What will be the biggest future economic sectors? Medicine is many folks bet – we want few things more than health, and the med spending % of GDP has grown for many decades. But while I agree that medicine will continue to grow for decades, on longer timescales my bet and hope is: innovation.
We are richer than our ancestors mostly because of innovation. But most of the innovation benefits we receive are externalities – we only pay our ancestors (or those to whom they transferred their property rights) for a small fraction of that benefit. If we instead had better property rights for innovation, we’d pay a large fraction of our income as compensation for past innovation. That would increase incentives to innovate, the rate of innovation, and the fraction of the economy devoted to innovation. With good institutions, I could imagine more that half of all income being paid to the innovation industry.
Alas, it is devilishly hard to design good innovation property rights. Patents are supposedly the best we have now, and they are often terrible. But over the next few centuries, we might just create better institutions (e.g., futarchy) to better encourage institution design, and within those institutions, folks may well come up with better designs for institutions to encourage innovation. Optimist that I am, my best guess is that we will succeed at this.

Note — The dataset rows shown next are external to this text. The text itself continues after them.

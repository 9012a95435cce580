//! Three overlapping memberships described by percentages of a population,
//! solved with inclusion–exclusion.
//!
//! The classic instance is a town of 40 000 people and three clubs. The
//! percentages give the size of each club, of each pairwise overlap, and of
//! the overlap of all three. `attending_any` works the formula on those
//! counts; `members` builds concrete sets of people with exactly those
//! overlaps, so that the formula can be checked against a real union.
use std::collections::BTreeSet;

use crate::algebra::{self, IdentityCheck, Overlaps};

/// Why a survey can't be turned into concrete sets
#[derive(Debug, thiserror::Error, PartialEq, Eq)]
pub enum SurveyError {
    /// Some Venn region would need a negative number of people
    #[error("the percentages leave a negative number of people in the region {region}")]
    Inconsistent {
        /// The region in `A`, `AB`, `ABC` notation
        region: &'static str,
    },
    /// More people attend some club than live in the town
    #[error("{attending} people attend a club but the population is only {population}")]
    Overfull {
        /// Computed number of people attending any club
        attending: u64,
        /// The population
        population: u64,
    },
    /// The population is too large to take percentages of
    #[error("a population of {population} is too large to work with")]
    TooLarge {
        /// The population
        population: u64,
    },
}

/// Populations above this are solved by the formula only; `verify` doesn't
/// build sets of people for them
pub const LITERAL_LIMIT: u64 = 1_000_000;

/// Percentages (whole numbers, 0–100) of a population in three sets and in
/// their overlaps.
#[derive(Debug, Clone, Copy, PartialEq, Eq)]
pub struct Survey {
    /// Size of the population
    pub population: u64,
    /// Percent in each of `A`, `B`, `C`
    pub singles: [u64; 3],
    /// Percent in `A∩B`, `A∩C`, `B∩C`
    pub pairs: [u64; 3],
    /// Percent in `A∩B∩C`
    pub all_three: u64,
}

impl Survey {
    /// Colina 20%, Silvestre 16%, Campestre 14%; Colina and Silvestre 8%,
    /// Colina and Campestre 5%, Silvestre and Campestre 4%; all three 2%.
    #[must_use]
    pub fn clubs(population: u64) -> Survey {
        Survey { population, singles: [20, 16, 14], pairs: [8, 5, 4], all_three: 2 }
    }

    fn share(&self, percent: u64) -> Result<u64, SurveyError> {
        self.population
            .checked_mul(percent)
            .map(|n| n / 100)
            .ok_or(SurveyError::TooLarge { population: self.population })
    }

    fn shares(&self, percents: [u64; 3]) -> Result<[u64; 3], SurveyError> {
        let [x, y, z] = percents;
        Ok([self.share(x)?, self.share(y)?, self.share(z)?])
    }

    /// The seven cardinalities, from the percentages
    pub fn counts(&self) -> Result<Overlaps, SurveyError> {
        let [a, b, c] = self.shares(self.singles)?;
        let [ab, ac, bc] = self.shares(self.pairs)?;
        Ok(Overlaps { a, b, c, ab, ac, bc, abc: self.share(self.all_three)? })
    }

    /// People in at least one set, by inclusion–exclusion on the counts
    pub fn attending_any(&self) -> Result<u64, SurveyError> {
        let attending = self
            .counts()?
            .union_size()
            .ok_or(SurveyError::Inconsistent { region: "A∪B∪C" })?;
        if attending > self.population {
            return Err(SurveyError::Overfull { attending, population: self.population });
        }
        Ok(attending)
    }

    /// People in none of the sets
    pub fn attending_none(&self) -> Result<u64, SurveyError> {
        Ok(self.population - self.attending_any()?)
    }

    /// Numbers people `0..` region by region and returns the three sets of
    /// people, with exactly the overlaps the survey describes.
    pub fn members(&self) -> Result<[BTreeSet<u64>; 3], SurveyError> {
        fn minus(total: u64, parts: &[u64], region: &'static str) -> Result<u64, SurveyError> {
            parts
                .iter()
                .try_fold(total, |left, &part| left.checked_sub(part))
                .ok_or(SurveyError::Inconsistent { region })
        }
        if self.population > LITERAL_LIMIT {
            return Err(SurveyError::TooLarge { population: self.population });
        }
        let n = self.counts()?;
        let abc = n.abc;
        let ab = minus(n.ab, &[abc], "AB")?;
        let ac = minus(n.ac, &[abc], "AC")?;
        let bc = minus(n.bc, &[abc], "BC")?;
        let a = minus(n.a, &[ab, ac, abc], "A")?;
        let b = minus(n.b, &[ab, bc, abc], "B")?;
        let c = minus(n.c, &[ac, bc, abc], "C")?;

        let mut sets: [BTreeSet<u64>; 3] = Default::default();
        let mut next = 0_u64;
        for (size, members_of) in [
            (a, [true, false, false]),
            (b, [false, true, false]),
            (c, [false, false, true]),
            (ab, [true, true, false]),
            (ac, [true, false, true]),
            (bc, [false, true, true]),
            (abc, [true, true, true]),
        ] {
            for person in next..next + size {
                for (set, member) in sets.iter_mut().zip(members_of) {
                    if member {
                        set.insert(person);
                    }
                }
            }
            next += size;
        }
        Ok(sets)
    }

    /// Compares the union of the concrete sets with the formula's answer.
    /// `None` when the population is over `LITERAL_LIMIT`.
    pub fn verify(&self) -> Result<Option<IdentityCheck>, SurveyError> {
        let rhs = self.attending_any()?;
        if self.population > LITERAL_LIMIT {
            tracing::debug!(population = self.population, "too many people to list");
            return Ok(None);
        }
        let [a, b, c] = self.members()?;
        let lhs = algebra::union(&algebra::union(&a, &b), &c).len() as u64;
        Ok(Some(IdentityCheck { lhs, rhs }))
    }
}

#[allow(clippy::pedantic)]
#[cfg(test)]
mod test {
    use super::*;

    #[test]
    fn clubs_counts_from_percentages() {
        let counts = Survey::clubs(40_000).counts().unwrap();
        assert_eq!(
            counts,
            Overlaps { a: 8000, b: 6400, c: 5600, ab: 3200, ac: 2000, bc: 1600, abc: 800 }
        );
    }

    #[test]
    fn clubs_inclusion_exclusion() {
        // 20 + 16 + 14 - 8 - 5 - 4 + 2 = 35 percent
        let survey = Survey::clubs(40_000);
        assert_eq!(survey.attending_any(), Ok(14_000));
        assert_eq!(survey.attending_none(), Ok(26_000));
    }

    #[test]
    fn arithmetic_and_literal_sets_agree() {
        let survey = Survey::clubs(40_000);
        let check = survey.verify().unwrap().unwrap();
        assert!(check.holds(), "{check:?}");

        let [a, b, c] = survey.members().unwrap();
        assert_eq!(Overlaps::of(&a, &b, &c), survey.counts().unwrap());
        assert!(algebra::three_set_identity(&a, &b, &c).holds());
    }

    #[test]
    fn inconsistent_surveys_are_reported() {
        let survey = Survey { population: 100, singles: [10, 10, 10], pairs: [20, 0, 0], all_three: 0 };
        assert_eq!(survey.members(), Err(SurveyError::Inconsistent { region: "A" }));

        let crowded = Survey { population: 100, singles: [90, 90, 90], pairs: [0, 0, 0], all_three: 0 };
        assert!(matches!(crowded.attending_any(), Err(SurveyError::Overfull { .. })));
    }

    #[test]
    fn huge_populations_are_an_error_not_a_panic() {
        let population = 1_000_000_000_000_000_000;
        let survey = Survey::clubs(population);
        assert_eq!(survey.attending_any(), Err(SurveyError::TooLarge { population }));
        assert_eq!(survey.verify(), Err(SurveyError::TooLarge { population }));
    }

    #[test]
    fn large_populations_skip_the_literal_check() {
        let survey = Survey::clubs(10_000_000_000);
        assert_eq!(survey.attending_any(), Ok(3_500_000_000));
        assert_eq!(survey.verify(), Ok(None));
        assert!(matches!(survey.members(), Err(SurveyError::TooLarge { .. })));

        let at_limit = Survey::clubs(LITERAL_LIMIT);
        assert!(at_limit.verify().unwrap().unwrap().holds());
    }
}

Of course in the long run innovation must run out, and then we’ll have a long stable future with little innovation. But I expect the innovation era to last a few more centuries at least, with the best innovation yet to come.
Where is the analysis that shows the way to calculate optimum resources to innovation, and shows we are below that mark?
Where is the analysis that shows how we would be better off with property rights in general (not just for intellectual property) that did a better job of extending beyond our lifespan?
My sense ( I have no rigourous analysis to offer either) is that intellectual property is too broadly applied, that most patents are garbage, and that races to patent things is essentially proof that the things patentented are obvious to a group of people skilled in the art, and that the trade of publication for monopoly rights is BS, I'm not aware of anybody who reads patents for any reason other than determining whether they apply to something. That is I'm aware of nobody who reads patents to learn stuff.
I think property rights for innovation are probably too great now. The time spent squabbling about who gets how much compensation for an innovation is a dead loss to society. There are inherently huge issues with dividing credit among various people who had the ideas first (way overrated) those who reduced the idea to practice, those who made the idea practical and those who succeeded in using an innovation. At each stage there are dozens of previous ideas, practices, twists on existing theories etc. put to use. Personnel and competence effect what works and what doesn't. On top of all that there are very bad memories of who did what when ( in my experience fortunately I had lots of physical evidence to back up my memories). FWIW I'm a retired R&D manager with 8 US patents.